─── AVAILABLE DATA ───
//! Typed error hierarchy for Foreman.
//!
//! One enum per subsystem:
//! - `StoreError`: document persistence
//! - `ProtocolError`: agent subprocess and RPC correlation
//! - `RegistryError`: task registry and its status machine
//! - `PlanError`: execution plans
//! - `GatewayError`: command policy violations and execution failures
//! - `MergeQueueError`: merge ordering and git probes
//! - `SchedulerError`: recurring maintenance jobs
//! - `RunError`: autonomous run records

use std::path::PathBuf;
use std::time::Duration;

use thiserror::Error;

/// Errors from the versioned JSON document store.
#[derive(Debug, Error)]
pub enum StoreError {
    #[error("Failed to read {path}: {source}")]
    Read {
        path: PathBuf,
        #[source]
        source: std::io::Error,
    },

    #[error("Failed to parse {path}: {source}")]
    Parse {
        path: PathBuf,
        #[source]
        source: serde_json::Error,
    },

    #[error("Failed to write {path}: {source}")]
    Write {
        path: PathBuf,
        #[source]
        source: std::io::Error,
    },

    #[error("Failed to serialize document for {path}: {source}")]
    Serialize {
        path: PathBuf,
        #[source]
        source: serde_json::Error,
    },

    #[error("{path} has document version {found}, newer than supported version {supported}")]
    UnsupportedVersion {
        path: PathBuf,
        found: u32,
        supported: u32,
    },
}

/// Errors from the agent protocol client.
#[derive(Debug, Clone, Error)]
pub enum ProtocolError {
    #[error("Agent process is not running")]
    NotStarted,

    #[error("Failed to spawn agent process '{command}': {message}")]
    SpawnFailed { command: String, message: String },

    #[error("Failed to write to agent stdin: {0}")]
    WriteFailed(String),

    #[error("Request '{method}' timed out after {after:?}")]
    Timeout { method: String, after: Duration },

    #[error("Agent returned error {code} for '{method}': {message}")]
    Rpc {
        method: String,
        code: i64,
        message: String,
    },

    #[error("Malformed frame: {0}")]
    MalformedFrame(String),

    #[error("Agent process exited: {0}")]
    ProcessExited(String),

    #[error("Unexpected response to '{method}': {message}")]
    UnexpectedResponse { method: String, message: String },

    #[error("Agent client was reset")]
    Reset,
}

impl ProtocolError {
    pub fn is_timeout(&self) -> bool {
        matches!(self, ProtocolError::Timeout { .. })
    }
}

/// Errors from the task registry.
#[derive(Debug, Error)]
pub enum RegistryError {
    #[error("Task {id} already exists")]
    DuplicateTask { id: String },

    #[error("Branch '{branch}' is already bound to task {owner}")]
    BranchInUse { branch: String, owner: String },

    #[error("Task {id} not found")]
    TaskNotFound { id: String },

    #[error("Illegal task status transition from '{from}' to '{to}'")]
    IllegalTransition { from: String, to: String },

    #[error(transparent)]
    Store(#[from] StoreError),
}

/// Errors from the execution plan manager.
#[derive(Debug, Error)]
pub enum PlanError {
    #[error("Execution plan for task {task_id} already exists")]
    DuplicatePlan { task_id: String },

    #[error("No execution plan for task {task_id}")]
    PlanNotFound { task_id: String },

    #[error("Phase index {index} out of range for task {task_id} ({len} phases)")]
    PhaseOutOfRange {
        task_id: String,
        index: usize,
        len: usize,
    },

    #[error(transparent)]
    Store(#[from] StoreError),
}

/// Errors from the command execution gateway.
#[derive(Debug, Error)]
pub enum GatewayError {
    #[error("Command execution is disabled")]
    Disabled,

    #[error("Empty command")]
    EmptyCommand,

    #[error("Policy violation ({rule}): {detail}")]
    PolicyViolation { rule: String, detail: String },

    #[error("Concurrency limit reached ({scope}: {limit} commands already running)")]
    ConcurrencyLimit { scope: String, limit: usize },

    #[error("Failed to spawn '{program}': {source}")]
    SpawnFailed {
        program: String,
        #[source]
        source: std::io::Error,
    },

    #[error("Command '{command}' timed out after {after:?}")]
    TimedOut { command: String, after: Duration },

    #[error("Command '{command}' exited with code {exit_code}: {stderr}")]
    NonZeroExit {
        command: String,
        exit_code: i32,
        stderr: String,
    },

    #[error("I/O error while running '{command}': {source}")]
    Io {
        command: String,
        #[source]
        source: std::io::Error,
    },

    #[error(transparent)]
    Store(#[from] StoreError),

    #[error("Audit write did not complete: {0}")]
    AuditTask(#[from] tokio::task::JoinError),
}

impl GatewayError {
    pub fn policy(rule: impl Into<String>, detail: impl Into<String>) -> Self {
        GatewayError::PolicyViolation {
            rule: rule.into(),
            detail: detail.into(),
        }
    }

    /// True when the command never started because a rule rejected it.
    pub fn is_rejection(&self) -> bool {
        matches!(
            self,
            GatewayError::Disabled
                | GatewayError::EmptyCommand
                | GatewayError::PolicyViolation { .. }
                | GatewayError::ConcurrencyLimit { .. }
        )
    }
}

/// Errors from the merge queue.
#[derive(Debug, Error)]
pub enum MergeQueueError {
    #[error("No merge queue entry for task {task_id}")]
    EntryNotFound { task_id: String },

    #[error("Branch '{branch}' is checked out with uncommitted changes at {path}")]
    DirtyWorktree { branch: String, path: PathBuf },

    #[error("Git error: {0}")]
    Git(#[from] git2::Error),

    #[error(transparent)]
    Store(#[from] StoreError),
}

/// Errors from the job scheduler.
#[derive(Debug, Error)]
pub enum SchedulerError {
    #[error("Unknown job '{0}'")]
    UnknownJob(String),

    #[error("No executor registered for job '{0}'")]
    NoExecutor(String),

    #[error("Job '{0}' is already running")]
    AlreadyRunning(String),

    #[error("Interval for job '{job}' must be at least {min_secs}s (got {got_secs}s)")]
    IntervalTooShort {
        job: String,
        min_secs: u64,
        got_secs: u64,
    },

    #[error(transparent)]
    Store(#[from] StoreError),
}

/// Errors from the run store and orchestrator API. Failures inside a run
/// are recorded on the run record instead.
#[derive(Debug, Error)]
pub enum RunError {
    #[error("Run {run_id} not found")]
    RunNotFound { run_id: String },

    #[error("Run {run_id} is {status} and can no longer change")]
    Terminal { run_id: String, status: String },

    #[error("Run status cannot move from '{from}' to '{to}'")]
    IllegalStatus { from: String, to: String },

    #[error("Timed out after {after:?} waiting for run {run_id}")]
    WaitTimedOut { run_id: String, after: Duration },

    #[error(transparent)]
    Store(#[from] StoreError),
}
───
• [WORK REQUIRED]: Word for word, output the lines of the data from its first line through the line where "its status machine" appears, and stop there.

• [RESULT]:
//! Typed error hierarchy for Foreman.
//!
//! One enum per subsystem:
//! - `StoreError`: document persistence
//! - `ProtocolError`: agent subprocess and RPC correlation
//! - `RegistryError`: task registry and its status machine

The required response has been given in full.